# [Aim of the task]
Your task is to write out the full listing once more, exactly.
++++++++++++++++++++
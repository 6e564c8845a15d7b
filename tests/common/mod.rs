//! Shared test fixtures and utilities for integration tests.
//!
//! # Available Fixtures
//!
//! - `sample_catalog`: a small catalog modelled on a standard library, with
//!   nested namespaces, every method kind and documented constants
//! - `engine`: a `SearchEngine` over `sample_catalog` with default settings
//! - `catalog_dir`: a [`TempCatalogDir`] holding the sample catalog in both
//!   serialized forms
//!
//! Integration test crates use different subsets, hence the `dead_code` allowances.

#![allow(dead_code)]

use catalog_search::{Catalog, SearchConfig, SearchEngine};
use rstest::fixture;
use std::path::{Path, PathBuf};
use std::sync::Arc;
use tempfile::TempDir;

pub const SAMPLE_CATALOG: &str = r#"{
  "repository_name": "stdlib-sample",
  "program": {
    "html_id": "stdlib-sample/toplevel",
    "path": "toplevel.html",
    "kind": "module",
    "full_name": "Top Level Namespace",
    "name": "Top Level Namespace",
    "types": [
      {
        "html_id": "stdlib-sample/Array",
        "path": "Array.html",
        "kind": "class",
        "full_name": "Array",
        "name": "Array",
        "doc": "An ordered, integer-indexed collection of elements.",
        "summary": "<p>An ordered, integer-indexed collection of elements.</p>",
        "constructors": [
          {"html_id": "new(initial_capacity:Int)-class-method", "name": "new",
           "summary": "<p>Creates a new empty <code>Array</code>.</p>",
           "args": [{"name": "initial_capacity", "external_name": "initial_capacity", "restriction": "Int"}],
           "args_string": "(initial_capacity : Int)"}
        ],
        "class_methods": [
          {"html_id": "build(capacity:Int,&)-class-method", "name": "build",
           "args": [{"name": "capacity", "external_name": "capacity", "restriction": "Int"}],
           "args_string": "(capacity : Int, &)"}
        ],
        "instance_methods": [
          {"html_id": "each(&)-instance-method", "name": "each",
           "summary": "<p>Calls the given block once for each element.</p>",
           "args": [], "args_string": "(&)"},
          {"html_id": "flat_map(&)-instance-method", "name": "flat_map",
           "summary": "<p>Maps and flattens.</p>", "args": [], "args_string": "(&)"},
          {"html_id": "map(&)-instance-method", "name": "map",
           "summary": "<p>Returns a new array with the results of the block.</p>",
           "args": [], "args_string": "(&)"},
          {"html_id": "fetch(index:Int,default)-instance-method", "name": "fetch",
           "args": [{"name": "index", "external_name": "index", "restriction": "Int"},
                    {"name": "default", "external_name": "default", "restriction": ""}],
           "args_string": "(index : Int, default)"}
        ],
        "macros": [
          {"html_id": "new_array-macro", "name": "new_array", "args": [], "args_string": null}
        ],
        "constants": [],
        "types": []
      },
      {
        "html_id": "stdlib-sample/HTTP",
        "path": "HTTP.html",
        "kind": "module",
        "full_name": "HTTP",
        "name": "HTTP",
        "doc": null,
        "summary": null,
        "constants": [
          {"id": "MAX_HEADER_SIZE", "name": "MAX_HEADER_SIZE", "value": "16384",
           "doc": "Maximum permitted header size in bytes.",
           "summary": "<p>Maximum permitted header size in bytes.</p>"}
        ],
        "types": [
          {
            "html_id": "stdlib-sample/HTTP/Client",
            "path": "HTTP/Client.html",
            "kind": "class",
            "full_name": "HTTP::Client",
            "name": "Client",
            "doc": "An HTTP client for sending requests.",
            "summary": "<p>An HTTP client for sending requests.</p>",
            "class_methods": [
              {"html_id": "get(url:String)-class-method", "name": "get",
               "args": [{"name": "url", "external_name": "url", "restriction": "String"}],
               "args_string": "(url : String)"}
            ],
            "instance_methods": [
              {"html_id": "get(path)-instance-method", "name": "get",
               "args": [{"name": "path", "external_name": "path", "restriction": ""}],
               "args_string": "(path)"}
            ]
          },
          {
            "html_id": "stdlib-sample/HTTP/ClientError",
            "path": "HTTP/ClientError.html",
            "kind": "class",
            "full_name": "HTTP::ClientError",
            "name": "ClientError"
          }
        ]
      },
      {
        "html_id": "stdlib-sample/HTTPClient",
        "path": "HTTPClient.html",
        "kind": "class",
        "full_name": "HTTPClient",
        "name": "HTTPClient"
      }
    ]
  }
}"#;

#[fixture]
pub fn sample_catalog() -> Arc<Catalog> {
    Arc::new(Catalog::from_json_str(SAMPLE_CATALOG).expect("sample catalog parses"))
}

#[fixture]
pub fn engine(sample_catalog: Arc<Catalog>) -> SearchEngine {
    SearchEngine::new(sample_catalog, &SearchConfig::default())
}

/// Full names of the records a query returns, best first.
pub fn full_names(engine: &SearchEngine, query: &str) -> Vec<String> {
    engine
        .search(query)
        .into_iter()
        .map(|record| record.full_name)
        .collect()
}

/// A temporary directory holding catalog files, removed when dropped.
pub struct TempCatalogDir {
    _temp: TempDir,
    root: PathBuf,
}

impl TempCatalogDir {
    pub fn new() -> Self {
        let temp = TempDir::new().expect("Failed to create temp directory");
        let root = temp.path().to_path_buf();
        Self { _temp: temp, root }
    }

    pub fn path(&self) -> &Path {
        &self.root
    }

    /// Writes a file relative to the directory root and returns its path.
    ///
    /// # Panics
    ///
    /// Panics if the file cannot be written.
    pub fn write(&self, relative: &str, contents: &str) -> PathBuf {
        let path = self.root.join(relative);
        if let Some(parent) = path.parent() {
            std::fs::create_dir_all(parent).expect("Failed to create parent directory");
        }
        std::fs::write(&path, contents).expect("Failed to write file");
        path
    }

    /// Path of the sample catalog as `index.json`.
    pub fn json_index(&self) -> PathBuf {
        self.root.join("index.json")
    }

    /// Path of the sample catalog in script form.
    pub fn script_index(&self) -> PathBuf {
        self.root.join("js/search-index.js")
    }
}

#[fixture]
pub fn catalog_dir() -> TempCatalogDir {
    let dir = TempCatalogDir::new();
    dir.write("index.json", SAMPLE_CATALOG);
    dir.write(
        "js/search-index.js",
        &format!("crystal_doc_search_index_callback({});\n", SAMPLE_CATALOG),
    );
    dir
}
++++++++++++++++++++
# [Result]
repository 6e564c8845a15d7b
filename tests/common/mod.rs
//! Shared test fixtures and utilities for integration tests.
//!
//! # Available Fixtures
//!
//! - `sample_catalog`: a small catalog modelled on a standard library, with
//!   nested namespaces, every method kind and documented constants
//! - `engine`: a `SearchEngine` over `sample_catalog` with default settings
//! - `catalog_dir`: a [`TempCatalogDir`] holding the sample catalog in both
//!   serialized forms
//!
//! Integration test crates use different subsets, hence the `dead_code` allowances.

#![allow(dead_code)]

use catalog_search::{Catalog, SearchConfig, SearchEngine};
use rstest::fixture;
use std::path::{Path, PathBuf};
use std::sync::Arc;
use tempfile::TempDir;

pub const SAMPLE_CATALOG: &str = r#"{
  "repository_name": "stdlib-sample",
  "program": {
    "html_id": "stdlib-sample/toplevel",
    "path": "toplevel.html",
    "kind": "module",
    "full_name": "Top Level Namespace",
    "name": "Top Level Namespace",
    "types": [
      {
        "html_id": "stdlib-sample/Array",
        "path": "Array.html",
        "kind": "class",
        "full_name": "Array",
        "name": "Array",
        "doc": "An ordered, integer-indexed collection of elements.",
        "summary": "<p>An ordered, integer-indexed collection of elements.</p>",
        "constructors": [
          {"html_id": "new(initial_capacity:Int)-class-method", "name": "new",
           "summary": "<p>Creates a new empty <code>Array</code>.</p>",
           "args": [{"name": "initial_capacity", "external_name": "initial_capacity", "restriction": "Int"}],
           "args_string": "(initial_capacity : Int)"}
        ],
        "class_methods": [
          {"html_id": "build(capacity:Int,&)-class-method", "name": "build",
           "args": [{"name": "capacity", "external_name": "capacity", "restriction": "Int"}],
           "args_string": "(capacity : Int, &)"}
        ],
        "instance_methods": [
          {"html_id": "each(&)-instance-method", "name": "each",
           "summary": "<p>Calls the given block once for each element.</p>",
           "args": [], "args_string": "(&)"},
          {"html_id": "flat_map(&)-instance-method", "name": "flat_map",
           "summary": "<p>Maps and flattens.</p>", "args": [], "args_string": "(&)"},
          {"html_id": "map(&)-instance-method", "name": "map",
           "summary": "<p>Returns a new array with the results of the block.</p>",
           "args": [], "args_string": "(&)"},
          {"html_id": "fetch(index:Int,default)-instance-method", "name": "fetch",
           "args": [{"name": "index", "external_name": "index", "restriction": "Int"},
                    {"name": "default", "external_name": "default", "restriction": ""}],
           "args_string": "(index : Int, default)"}
        ],
        "macros": [
          {"html_id": "new_array-macro", "name": "new_array", "args": [], "args_string": null}
        ],
        "constants": [],
        "types": []
      },
      {
        "html_id": "stdlib-sample/HTTP",
        "path": "HTTP.html",
        "kind": "module",
        "full_name": "HTTP",
        "name": "HTTP",
        "doc": null,
        "summary": null,
        "constants": [
          {"id": "MAX_HEADER_SIZE", "name": "MAX_HEADER_SIZE", "value": "16384",
           "doc": "Maximum permitted header size in bytes.",
           "summary": "<p>Maximum permitted header size in bytes.</p>"}
        ],
        "types": [
          {
            "html_id": "stdlib-sample/HTTP/Client",
            "path": "HTTP/Client.html",
            "kind": "class",
            "full_name": "HTTP::Client",
            "name": "Client",
            "doc": "An HTTP client for sending requests.",
            "summary": "<p>An HTTP client for sending requests.</p>",
            "class_methods": [
              {"html_id": "get(url:String)-class-method", "name": "get",
               "args": [{"name": "url", "external_name": "url", "restriction": "String"}],
               "args_string": "(url : String)"}
            ],
            "instance_methods": [
              {"html_id": "get(path)-instance-method", "name": "get",
               "args": [{"name": "path", "external_name": "path", "restriction": ""}],
               "args_string": "(path)"}
            ]
          },
          {
            "html_id": "stdlib-sample/HTTP/ClientError",
            "path": "HTTP/ClientError.html",
            "kind": "class",
            "full_name": "HTTP::ClientError",
            "name": "ClientError"
          }
        ]
      },
      {
        "html_id": "stdlib-sample/HTTPClient",
        "path": "HTTPClient.html",
        "kind": "class",
        "full_name": "HTTPClient",
        "name": "HTTPClient"
      }
    ]
  }
}"#;

#[fixture]
pub fn sample_catalog() -> Arc<Catalog> {
    Arc::new(Catalog::from_json_str(SAMPLE_CATALOG).expect("sample catalog parses"))
}

#[fixture]
pub fn engine(sample_catalog: Arc<Catalog>) -> SearchEngine {
    SearchEngine::new(sample_catalog, &SearchConfig::default())
}

/// Full names of the records a query returns, best first.
pub fn full_names(engine: &SearchEngine, query: &str) -> Vec<String> {
    engine
        .search(query)
        .into_iter()
        .map(|record| record.full_name)
        .collect()
}

/// A temporary directory holding catalog files, removed when dropped.
pub struct TempCatalogDir {
    _temp: TempDir,
    root: PathBuf,
}

impl TempCatalogDir {
    pub fn new() -> Self {
        let temp = TempDir::new().expect("Failed to create temp directory");
        let root = temp.path().to_path_buf();
        Self { _temp: temp, root }
    }

    pub fn path(&self) -> &Path {
        &self.root
    }

    /// Writes a file relative to the directory root and returns its path.
    ///
    /// # Panics
    ///
    /// Panics if the file cannot be written.
    pub fn write(&self, relative: &str, contents: &str) -> PathBuf {
        let path = self.root.join(relative);
        if let Some(parent) = path.parent() {
            std::fs::create_dir_all(parent).expect("Failed to create parent directory");
        }
        std::fs::write(&path, contents).expect("Failed to write file");
        path
    }

    /// Path of the sample catalog as `index.json`.
    pub fn json_index(&self) -> PathBuf {
        self.root.join("index.json")
    }

    /// Path of the sample catalog in script form.
    pub fn script_index(&self) -> PathBuf {
        self.root.join("js/search-index.js")
    }
}

#[fixture]
pub fn catalog_dir() -> TempCatalogDir {
    let dir = TempCatalogDir::new();
    dir.write("index.json", SAMPLE_CATALOG);
    dir.write(
        "js/search-index.js",
        &format!("crystal_doc_search_index_callback({});\n", SAMPLE_CATALOG),
    );
    dir
}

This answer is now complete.